When we say "X32"... is decimal notation implied?

When we specify the angle... is the part 1/2^32 or are we using some decimation here?

Thanks

Have you tried SETQ theta, QROTATE x, y (or y, x)? I thought that was what SETQ was originally intended for before it also became used for block hub transfers?

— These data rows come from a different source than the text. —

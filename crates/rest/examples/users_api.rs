//! Drives a small user API through `micro-rest` without a network transport: each request
//! head is resolved, its body decoded, and the response encoded for the client's `Accept`.

use bytes::Bytes;
use http::{Request, Response, StatusCode};
use http_body_util::Full;
use micro_rest::converter::{ConverterRegistry, Entity, FormConverter, JsonConverter};
use micro_rest::router::{self, Arguments, Router, Signature, create_uri};
use micro_rest::{ConversionError, EntityType, Exchange, RestError, RestService};
use serde::{Deserialize, Serialize};
use std::collections::BTreeMap;
use std::sync::Mutex;
use tracing::{Level, info, warn};
use tracing_subscriber::FmtSubscriber;

#[derive(Debug, Clone, Copy, PartialEq, Eq)]
enum Endpoint {
    ListUsers,
    ShowUser,
    CreateUser,
}

#[derive(Debug, Clone, Serialize, Deserialize)]
struct User {
    id: u64,
    name: String,
}

#[derive(Debug, Clone, Serialize, Deserialize)]
struct UserList {
    users: Vec<User>,
}

struct Users {
    store: Mutex<BTreeMap<u64, User>>,
}

impl Users {
    fn handle(&self, exchange: &Exchange<Endpoint>, entity: Option<Entity>) -> Result<Response<Bytes>, RestError> {
        let mut store = self.store.lock().unwrap_or_else(std::sync::PoisonError::into_inner);
        match exchange.target() {
            Endpoint::ListUsers => exchange.write_entity(&UserList { users: store.values().cloned().collect() }),
            Endpoint::ShowUser => {
                let id = exchange.bound().get::<u64>("id").copied().unwrap_or_default();
                match store.get(&id) {
                    Some(user) => exchange.write_entity(user),
                    None => {
                        let mut response = Response::new(Bytes::new());
                        *response.status_mut() = StatusCode::NOT_FOUND;
                        Ok(response)
                    }
                }
            }
            Endpoint::CreateUser => {
                let Some(user) = entity.and_then(|entity| entity.downcast::<User>().ok()) else {
                    return Err(RestError::decode(ConversionError::unexpected_entity("User")));
                };
                let id = user.id;
                store.insert(id, *user);
                exchange.write_entity(&id)
            }
        }
    }
}

async fn serve(service: &RestService<Endpoint>, users: &Users, request: Request<Full<Bytes>>) -> Response<Bytes> {
    let (parts, body) = request.into_parts();
    let exchange = match service.begin(&parts) {
        Ok(exchange) => exchange,
        Err(e) => {
            warn!(method = %parts.method, uri = %parts.uri, cause = %e, "request rejected");
            return e.into_response(parts.version);
        }
    };

    let result = match exchange.read_body(body).await {
        Ok(entity) => users.handle(&exchange, entity),
        Err(e) => Err(e),
    };
    result.unwrap_or_else(|e| exchange.error_response(e))
}

#[tokio::main]
async fn main() {
    let subscriber = FmtSubscriber::builder().with_max_level(Level::INFO).finish();
    tracing::subscriber::set_global_default(subscriber).expect("setting default subscriber failed");

    let show_user = router::get(Signature::builder().path("/users").variable::<u64>("id").build().unwrap(), Endpoint::ShowUser)
        .with_response_entity(EntityType::of::<User>());
    let routes = vec![
        router::get(Signature::builder().path("/users").build().unwrap(), Endpoint::ListUsers)
            .with_response_entity(EntityType::of::<UserList>()),
        show_user.clone(),
        router::post(Signature::builder().path("/users").build().unwrap(), Endpoint::CreateUser)
            .with_request_entity(EntityType::of::<User>())
            .with_response_entity(EntityType::of::<u64>()),
    ];

    let registry = ConverterRegistry::builder()
        .with_default_formats()
        .and_then(|builder| builder.with_scalars())
        .and_then(|builder| builder.register(JsonConverter::<User>::new()))
        .and_then(|builder| builder.register(FormConverter::<User>::new()))
        .and_then(|builder| builder.register(JsonConverter::<UserList>::new()))
        .expect("invalid converter registry")
        .build();
    let service = RestService::new(Router::load(routes).expect("invalid route table"), registry);
    let users = Users { store: Mutex::new(BTreeMap::new()) };

    let requests = vec![
        Request::post("/users").header("content-type", "application/json").body(r#"{"id": 1, "name": "ada"}"#),
        Request::post("/users").header("content-type", "application/x-www-form-urlencoded").body("id=2&name=grace"),
        Request::get("/users").header("accept", "application/json").body(""),
        Request::get("/users/2").header("accept", "text/plain, application/json;q=0.5").body(""),
        Request::get("/users/2").header("accept", "text/html").body(""),
        Request::delete("/users/2").body(""),
    ];

    for request in requests {
        let request = request.expect("invalid request").map(|body| Full::new(Bytes::from_static(body.as_bytes())));
        let line = format!("{} {}", request.method(), request.uri());
        let response = serve(&service, &users, request).await;
        info!(request = %line, status = %response.status(), body = %String::from_utf8_lossy(response.body()), "handled");
    }

    let arguments = Arguments::new().with("id", "1");
    match create_uri(&show_user, &arguments) {
        Ok(uri) => info!(%uri, "link to the first user"),
        Err(e) => warn!(cause = %e, "cannot build link"),
    }
}
use crate::entity_type::EntityType;
use crate::error::TemplateError;
use crate::router::uri::encode_component;
use crate::utils::ensure;
use std::collections::HashSet;
use std::fmt;
use std::fmt::Write;

const RESERVED: [char; 4] = ['/', ';', '?', '#'];

#[derive(Debug, Clone, Copy, PartialEq, Eq, Hash)]
pub enum ElementKind {
    Path,
    Variable,
    Matrix,
    Query,
}

/// A named, typed route argument.
#[derive(Debug, Clone, PartialEq, Eq)]
pub struct Parameter {
    name: String,
    optional: bool,
    value_type: EntityType,
}

impl Parameter {
    pub fn new<T: 'static>(name: impl Into<String>) -> Self {
        Self::typed(name, EntityType::of::<T>())
    }

    pub fn typed(name: impl Into<String>, value_type: EntityType) -> Self {
        Self { name: name.into(), optional: false, value_type }
    }

    #[must_use]
    pub fn optional(mut self) -> Self {
        self.optional = true;
        self
    }

    #[inline]
    pub fn name(&self) -> &str {
        &self.name
    }

    #[inline]
    pub fn is_optional(&self) -> bool {
        self.optional
    }

    #[inline]
    pub fn value_type(&self) -> &EntityType {
        &self.value_type
    }
}

/// One element of a route template.
#[derive(Debug, Clone, PartialEq, Eq)]
pub enum PathElement {
    /// A literal path segment, matched exactly.
    Path(String),
    /// A positional path segment bound to a named argument.
    Variable(Parameter),
    /// A `;name=value` parameter of the last path segment.
    Matrix(Parameter),
    /// A `?name=value` parameter.
    Query(Parameter),
}

impl PathElement {
    pub fn kind(&self) -> ElementKind {
        match self {
            PathElement::Path(_) => ElementKind::Path,
            PathElement::Variable(_) => ElementKind::Variable,
            PathElement::Matrix(_) => ElementKind::Matrix,
            PathElement::Query(_) => ElementKind::Query,
        }
    }

    /// The argument this element binds, `None` for literal segments.
    pub fn parameter(&self) -> Option<&Parameter> {
        match self {
            PathElement::Path(_) => None,
            PathElement::Variable(p) | PathElement::Matrix(p) | PathElement::Query(p) => Some(p),
        }
    }

    #[inline]
    pub fn is_positional(&self) -> bool {
        matches!(self, PathElement::Path(_) | PathElement::Variable(_))
    }

    /// True for dynamic elements that must be bound for the route to match.
    pub fn is_required(&self) -> bool {
        self.parameter().is_some_and(|p| !p.is_optional())
    }
}

impl fmt::Display for PathElement {
    fn fmt(&self, f: &mut fmt::Formatter<'_>) -> fmt::Result {
        let (prefix, p) = match self {
            PathElement::Path(literal) => return write!(f, "/{literal}"),
            PathElement::Variable(p) => return write!(f, "/{{{}}}", p.name),
            PathElement::Matrix(p) => (';', p),
            PathElement::Query(p) => ('?', p),
        };
        if p.optional { write!(f, "{prefix}[{}]", p.name) } else { write!(f, "{prefix}{}", p.name) }
    }
}

/// A validated route template: positional elements in path order, then matrix and query
/// parameters.
#[derive(Debug, Clone, PartialEq, Eq)]
pub struct Signature {
    elements: Vec<PathElement>,
    required_argument_count: usize,
}

impl Signature {
    /// Validates `elements` as a template.
    ///
    /// # Errors
    ///
    /// Returns [`TemplateError`] when a literal is empty or contains a reserved character,
    /// when a name is empty or declared twice, when a path variable is optional, or when a
    /// positional element follows a matrix or query parameter.
    pub fn new(elements: Vec<PathElement>) -> Result<Self, TemplateError> {
        let mut names = HashSet::new();
        let mut seen_named = false;

        for element in &elements {
            if element.is_positional() {
                ensure!(!seen_named, TemplateError::PositionalAfterParameter { element: element.to_string() });
            } else {
                seen_named = true;
            }

            match element {
                PathElement::Path(literal) => {
                    ensure!(!literal.is_empty(), TemplateError::EmptySegment);
                    if let Some(character) = literal.chars().find(|c| RESERVED.contains(c)) {
                        return Err(TemplateError::InvalidSegment { segment: literal.clone(), character });
                    }
                }
                PathElement::Variable(p) => {
                    ensure!(!p.optional, TemplateError::OptionalVariable { name: p.name.clone() });
                }
                PathElement::Matrix(_) | PathElement::Query(_) => {}
            }

            if let Some(p) = element.parameter() {
                ensure!(!p.name.is_empty(), TemplateError::EmptyName);
                ensure!(names.insert(p.name.as_str()), TemplateError::duplicate_argument(&p.name));
            }
        }

        let required_argument_count = elements.iter().filter(|e| e.is_required()).count();
        Ok(Self { elements, required_argument_count })
    }

    pub fn builder() -> SignatureBuilder {
        SignatureBuilder::new()
    }

    #[inline]
    pub fn elements(&self) -> &[PathElement] {
        &self.elements
    }

    /// PATH and VARIABLE elements, in path order.
    pub fn positional(&self) -> impl Iterator<Item = &PathElement> {
        self.elements.iter().take_while(|e| e.is_positional())
    }

    pub fn variables(&self) -> impl Iterator<Item = &Parameter> {
        self.elements.iter().filter_map(|e| match e {
            PathElement::Variable(p) => Some(p),
            _ => None,
        })
    }

    /// Every dynamic element with its parameter, in signature order.
    pub fn parameters(&self) -> impl Iterator<Item = (ElementKind, &Parameter)> {
        self.elements.iter().filter_map(|e| e.parameter().map(|p| (e.kind(), p)))
    }

    #[inline]
    pub fn required_argument_count(&self) -> usize {
        self.required_argument_count
    }

    /// Positional elements as a request path is matched against them: literals
    /// percent-encoded, `None` for variables.
    pub(crate) fn shape_segments(&self) -> Vec<Option<String>> {
        self.positional()
            .map(|element| match element {
                PathElement::Path(literal) => Some(encode_component(literal).to_string()),
                _ => None,
            })
            .collect()
    }

    /// The positional template with variable names replaced by `{p0}`, `{p1}`, ...
    ///
    /// Two signatures with the same shape match exactly the same paths.
    pub(crate) fn shape(&self) -> String {
        let mut shape = String::new();
        let mut index = 0;
        for segment in self.shape_segments() {
            shape.push('/');
            match segment {
                Some(literal) => shape.push_str(&literal),
                None => {
                    let _ = write!(shape, "{{p{index}}}");
                    index += 1;
                }
            }
        }
        if shape.is_empty() {
            shape.push('/');
        }
        shape
    }
}

impl fmt::Display for Signature {
    fn fmt(&self, f: &mut fmt::Formatter<'_>) -> fmt::Result {
        let mut positional = 0;
        for element in self.positional() {
            write!(f, "{element}")?;
            positional += 1;
        }
        if positional == 0 {
            f.write_str("/")?;
        }

        for element in self.elements.iter().filter(|e| e.kind() == ElementKind::Matrix) {
            write!(f, "{element}")?;
        }

        let queries = self.elements.iter().filter(|e| e.kind() == ElementKind::Query);
        for (i, element) in queries.enumerate() {
            let text = element.to_string();
            if i == 0 { f.write_str(&text)? } else { write!(f, "&{}", &text[1..])? }
        }
        Ok(())
    }
}

/// Builds a [`Signature`] element by element; validation happens in [`build`](Self::build).
///
/// ```
/// use micro_rest::router::Signature;
///
/// let signature = Signature::builder()
///     .path("/users")
///     .variable::<u64>("id")
///     .optional_query::<String>("fields")
///     .build()
///     .unwrap();
/// assert_eq!(signature.to_string(), "/users/{id}?[fields]");
/// ```
#[derive(Debug, Default)]
pub struct SignatureBuilder {
    elements: Vec<PathElement>,
}

impl SignatureBuilder {
    pub fn new() -> Self {
        Self::default()
    }

    /// Appends one literal segment per non-empty `/`-separated part of `path`.
    #[must_use]
    pub fn path(mut self, path: &str) -> Self {
        self.elements.extend(path.split('/').filter(|s| !s.is_empty()).map(|s| PathElement::Path(s.to_string())));
        self
    }

    /// Appends a single literal segment, kept as is.
    #[must_use]
    pub fn segment(self, literal: impl Into<String>) -> Self {
        self.element(PathElement::Path(literal.into()))
    }

    #[must_use]
    pub fn variable<T: 'static>(self, name: impl Into<String>) -> Self {
        self.element(PathElement::Variable(Parameter::new::<T>(name)))
    }

    #[must_use]
    pub fn matrix<T: 'static>(self, name: impl Into<String>) -> Self {
        self.element(PathElement::Matrix(Parameter::new::<T>(name)))
    }

    #[must_use]
    pub fn optional_matrix<T: 'static>(self, name: impl Into<String>) -> Self {
        self.element(PathElement::Matrix(Parameter::new::<T>(name).optional()))
    }

    #[must_use]
    pub fn query<T: 'static>(self, name: impl Into<String>) -> Self {
        self.element(PathElement::Query(Parameter::new::<T>(name)))
    }

    #[must_use]
    pub fn optional_query<T: 'static>(self, name: impl Into<String>) -> Self {
        self.element(PathElement::Query(Parameter::new::<T>(name).optional()))
    }

    #[must_use]
    pub fn element(mut self, element: PathElement) -> Self {
        self.elements.push(element);
        self
    }

    pub fn build(self) -> Result<Signature, TemplateError> {
        Signature::new(self.elements)
    }
}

I don't think it makes any difference if you think of X32 as referring to an integer or a fixed-point number. You should be able to put your decimal (or binary) point wherever you want. For theta, I would guess that 2^32-1 = 360 degrees.

rjo__ · 2015-11-15 22:55

Thank you! Have the rugrat right now so it is a matter of who sleeps first.

rjo__ · 2015-12-04 01:54

As usual I cannot see the obvious.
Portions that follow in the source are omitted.